Ce même 5 mars, les convois du corps expéditionnaire pénètrent dans le golfe du Tonkin ; l'affrontement paraît inévitable. Les français sont décidés à appliquer les accords du 28 février.

Les chinois, malgré leur attitude, ont reconnu officiellement la souveraineté de la France en Indochine.

Les troupes chinoises tirent sur les navires français. Le corps expéditionnaire encaisse les coups sans riposter.
* "c'est comme à Fontenoy"
s'écrie un soldat qui trépigne d'impatience.

Lorsqu'il est enfin permis de répliquer, une demi-heure plus tard, les français comptent 34 tués et une centaine de blessés. *

* J(Ph. Franchini. Les guerres d'Indochine. Pygmalion. 1988. P. 288/289)

Nous nous bornerons à ne mentionner que les différentes forces navales qui ont été engagées dans cette opération. Un relevé très précis a été mentionné dans les mémoires de l'état major du service historique de la marine,(page 149 à 186).

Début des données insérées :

// SPDX-License-Identifier: AGPL-3.0-or-later
// Copyright (C) 2026 Vallés Puig, Ramon

//! Game records as served to the public, and their redacted form.
//!
//! Only the fields the disclosure policy cares about are typed; every other
//! field of the stored record (team names, description, ids, ...) is kept
//! verbatim in [`GameRecord::details`]. Scores stay as raw JSON values so
//! that legacy records with fractional or negative scores still load.

use serde::{Deserialize, Serialize};
use serde_json::{Map, Value};

/// Per-side score keys.
pub const SCORE_FIELDS: [&str; 2] = ["team1Score", "team2Score"];

/// Internal simulation-trace key.
pub const TRACE_FIELD: &str = "generations";

#[derive(Debug, Clone, PartialEq, Serialize, Deserialize)]
#[serde(rename_all = "camelCase")]
pub struct GameRecord {
    pub season: u32,
    pub day: i64,
    #[serde(default, skip_serializing_if = "Option::is_none")]
    pub team1_score: Option<Value>,
    #[serde(default, skip_serializing_if = "Option::is_none")]
    pub team2_score: Option<Value>,
    #[serde(default, skip_serializing_if = "Option::is_none")]
    pub generations: Option<Value>,
    #[serde(flatten)]
    pub details: Map<String, Value>,
}

impl GameRecord {
    pub fn new(season: u32, day: i64) -> Self {
        Self {
            season,
            day,
            team1_score: None,
            team2_score: None,
            generations: None,
            details: Map::new(),
        }
    }

    pub fn with_scores(mut self, team1: u32, team2: u32) -> Self {
        self.team1_score = Some(Value::from(team1));
        self.team2_score = Some(Value::from(team2));
        self
    }

    pub fn with_generations(mut self, trace: Value) -> Self {
        self.generations = Some(trace);
        self
    }

    pub fn with_detail(mut self, key: impl Into<String>, value: Value) -> Self {
        self.details.insert(key.into(), value);
        self
    }

    /// Strip scores and the simulation trace; keep schedule and identity
    /// fields.
    pub fn redacted(mut self) -> Self {
        self.team1_score = None;
        self.team2_score = None;
        self.generations = None;
        for key in SCORE_FIELDS.iter().chain(std::iter::once(&TRACE_FIELD)) {
            self.details.remove(*key);
        }
        self
    }

    /// `true` when no score or trace data is present.
    pub fn is_redacted(&self) -> bool {
        self.team1_score.is_none()
            && self.team2_score.is_none()
            && self.generations.is_none()
            && !SCORE_FIELDS
                .iter()
                .chain(std::iter::once(&TRACE_FIELD))
                .any(|key| self.details.contains_key(*key))
    }
}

Les opérations de débarquement ont commencé le 6 mars à 7 h 40 ; elles se sont déroulées jusqu'au 10 mars en 4 vagues successives.

Le résultat de l'opération a été un succès.

Dans son rapport, le Général Leclerc a déclaré que ce rapide succès était dû à la perte de sang froid du Général chinois.

Les marins français qui ont été tués lors des engagements, ont été inhumés dans le cimetière marin situé sur l'îlot bien connu de la baie d'Along.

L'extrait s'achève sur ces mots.